Those lines of the data that hold the word "SchemaMut" are to be copied out.
= Beginning of Section =
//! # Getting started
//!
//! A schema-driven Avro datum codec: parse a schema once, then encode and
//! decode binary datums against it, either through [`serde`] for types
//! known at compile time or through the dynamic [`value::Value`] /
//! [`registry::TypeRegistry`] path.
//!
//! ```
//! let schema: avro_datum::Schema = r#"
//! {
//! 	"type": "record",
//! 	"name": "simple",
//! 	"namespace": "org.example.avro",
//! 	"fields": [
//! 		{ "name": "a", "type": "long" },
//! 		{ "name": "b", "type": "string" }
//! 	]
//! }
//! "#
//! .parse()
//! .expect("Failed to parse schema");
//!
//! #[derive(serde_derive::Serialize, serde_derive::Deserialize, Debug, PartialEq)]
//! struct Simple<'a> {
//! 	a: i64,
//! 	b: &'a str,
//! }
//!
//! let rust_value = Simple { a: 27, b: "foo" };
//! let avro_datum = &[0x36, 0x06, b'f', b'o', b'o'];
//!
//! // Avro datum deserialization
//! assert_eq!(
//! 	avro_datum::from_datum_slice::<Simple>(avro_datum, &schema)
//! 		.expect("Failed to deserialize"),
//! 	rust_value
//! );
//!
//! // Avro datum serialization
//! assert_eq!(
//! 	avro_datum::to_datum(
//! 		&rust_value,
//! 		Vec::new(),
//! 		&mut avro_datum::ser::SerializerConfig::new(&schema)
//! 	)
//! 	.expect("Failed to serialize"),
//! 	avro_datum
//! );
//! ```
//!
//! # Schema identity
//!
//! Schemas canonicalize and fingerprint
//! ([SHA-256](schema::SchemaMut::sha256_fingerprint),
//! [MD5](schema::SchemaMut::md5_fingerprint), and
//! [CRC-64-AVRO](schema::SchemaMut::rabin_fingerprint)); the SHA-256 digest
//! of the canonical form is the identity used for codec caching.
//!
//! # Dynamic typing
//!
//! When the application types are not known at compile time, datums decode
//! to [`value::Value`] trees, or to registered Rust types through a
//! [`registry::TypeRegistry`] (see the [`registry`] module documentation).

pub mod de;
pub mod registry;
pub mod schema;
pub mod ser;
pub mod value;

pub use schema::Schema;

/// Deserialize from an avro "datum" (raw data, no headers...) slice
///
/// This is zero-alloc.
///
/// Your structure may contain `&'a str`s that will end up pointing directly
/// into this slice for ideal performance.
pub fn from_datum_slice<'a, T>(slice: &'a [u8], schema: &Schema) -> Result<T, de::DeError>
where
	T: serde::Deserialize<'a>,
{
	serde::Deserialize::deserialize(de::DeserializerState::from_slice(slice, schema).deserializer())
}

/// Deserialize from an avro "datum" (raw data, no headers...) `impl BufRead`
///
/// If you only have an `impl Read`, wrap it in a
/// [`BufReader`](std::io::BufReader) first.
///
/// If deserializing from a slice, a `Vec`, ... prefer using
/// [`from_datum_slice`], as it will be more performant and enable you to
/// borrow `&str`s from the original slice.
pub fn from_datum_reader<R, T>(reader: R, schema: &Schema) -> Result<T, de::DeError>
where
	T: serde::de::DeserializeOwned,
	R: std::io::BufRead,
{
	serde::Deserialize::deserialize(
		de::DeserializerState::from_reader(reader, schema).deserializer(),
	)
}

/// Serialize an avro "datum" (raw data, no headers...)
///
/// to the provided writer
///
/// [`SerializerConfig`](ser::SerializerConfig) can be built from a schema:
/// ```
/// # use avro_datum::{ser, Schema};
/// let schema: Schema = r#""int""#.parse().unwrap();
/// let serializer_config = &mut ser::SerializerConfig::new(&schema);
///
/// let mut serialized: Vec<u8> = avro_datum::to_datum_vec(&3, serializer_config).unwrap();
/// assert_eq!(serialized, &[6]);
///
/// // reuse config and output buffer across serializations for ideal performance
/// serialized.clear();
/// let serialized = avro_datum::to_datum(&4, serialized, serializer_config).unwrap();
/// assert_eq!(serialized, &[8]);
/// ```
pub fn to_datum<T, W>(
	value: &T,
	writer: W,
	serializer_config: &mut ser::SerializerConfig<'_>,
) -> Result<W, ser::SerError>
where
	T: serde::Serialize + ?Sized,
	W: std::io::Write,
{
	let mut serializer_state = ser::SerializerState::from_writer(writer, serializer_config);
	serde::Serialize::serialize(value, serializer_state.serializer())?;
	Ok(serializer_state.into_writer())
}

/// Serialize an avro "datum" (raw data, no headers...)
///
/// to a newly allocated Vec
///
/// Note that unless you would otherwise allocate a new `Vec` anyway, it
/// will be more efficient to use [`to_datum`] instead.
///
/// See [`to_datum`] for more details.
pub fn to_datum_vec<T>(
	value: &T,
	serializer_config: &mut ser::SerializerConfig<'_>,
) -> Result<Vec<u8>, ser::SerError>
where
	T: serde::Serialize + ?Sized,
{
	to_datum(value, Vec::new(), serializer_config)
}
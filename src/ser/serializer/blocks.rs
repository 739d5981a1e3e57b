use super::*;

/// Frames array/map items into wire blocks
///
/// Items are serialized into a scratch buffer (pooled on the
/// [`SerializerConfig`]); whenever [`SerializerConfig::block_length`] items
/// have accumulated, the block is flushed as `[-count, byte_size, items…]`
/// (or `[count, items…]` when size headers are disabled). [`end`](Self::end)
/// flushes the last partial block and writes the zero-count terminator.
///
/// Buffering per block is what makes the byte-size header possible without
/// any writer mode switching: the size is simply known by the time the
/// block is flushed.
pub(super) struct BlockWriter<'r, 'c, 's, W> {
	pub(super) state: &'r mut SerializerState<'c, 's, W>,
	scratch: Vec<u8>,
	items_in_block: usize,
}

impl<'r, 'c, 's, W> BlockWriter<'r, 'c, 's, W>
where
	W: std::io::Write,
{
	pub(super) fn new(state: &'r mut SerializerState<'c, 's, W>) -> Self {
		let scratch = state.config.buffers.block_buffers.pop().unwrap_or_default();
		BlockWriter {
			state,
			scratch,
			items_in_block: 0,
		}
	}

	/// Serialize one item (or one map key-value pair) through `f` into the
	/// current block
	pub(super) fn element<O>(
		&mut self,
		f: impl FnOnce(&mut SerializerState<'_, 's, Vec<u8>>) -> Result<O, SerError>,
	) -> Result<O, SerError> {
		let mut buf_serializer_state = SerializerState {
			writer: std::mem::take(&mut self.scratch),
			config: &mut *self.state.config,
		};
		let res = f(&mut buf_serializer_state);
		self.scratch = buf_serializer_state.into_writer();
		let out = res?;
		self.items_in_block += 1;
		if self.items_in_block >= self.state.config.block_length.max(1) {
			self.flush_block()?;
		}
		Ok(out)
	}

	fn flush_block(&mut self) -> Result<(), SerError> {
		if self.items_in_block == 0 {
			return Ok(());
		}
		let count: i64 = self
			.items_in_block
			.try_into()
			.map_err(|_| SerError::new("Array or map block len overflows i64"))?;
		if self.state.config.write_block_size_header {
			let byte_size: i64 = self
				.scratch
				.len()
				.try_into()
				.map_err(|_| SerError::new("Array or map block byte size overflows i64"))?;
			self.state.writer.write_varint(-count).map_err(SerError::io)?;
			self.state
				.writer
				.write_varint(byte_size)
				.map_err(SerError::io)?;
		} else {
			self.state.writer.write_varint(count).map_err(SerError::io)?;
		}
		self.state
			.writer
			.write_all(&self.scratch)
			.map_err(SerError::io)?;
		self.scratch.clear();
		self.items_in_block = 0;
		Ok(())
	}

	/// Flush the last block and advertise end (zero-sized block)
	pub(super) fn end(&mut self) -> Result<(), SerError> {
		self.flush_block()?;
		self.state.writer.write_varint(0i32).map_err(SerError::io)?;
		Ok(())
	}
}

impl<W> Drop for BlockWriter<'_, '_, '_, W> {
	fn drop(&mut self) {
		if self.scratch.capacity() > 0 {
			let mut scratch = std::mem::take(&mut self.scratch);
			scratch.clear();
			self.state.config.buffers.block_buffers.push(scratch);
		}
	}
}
= End of Section =
→ **SOLUTION TO THIS TASK**
//! ([SHA-256](schema::SchemaMut::sha256_fingerprint),
//! [MD5](schema::SchemaMut::md5_fingerprint), and
//! [CRC-64-AVRO](schema::SchemaMut::rabin_fingerprint)); the SHA-256 digest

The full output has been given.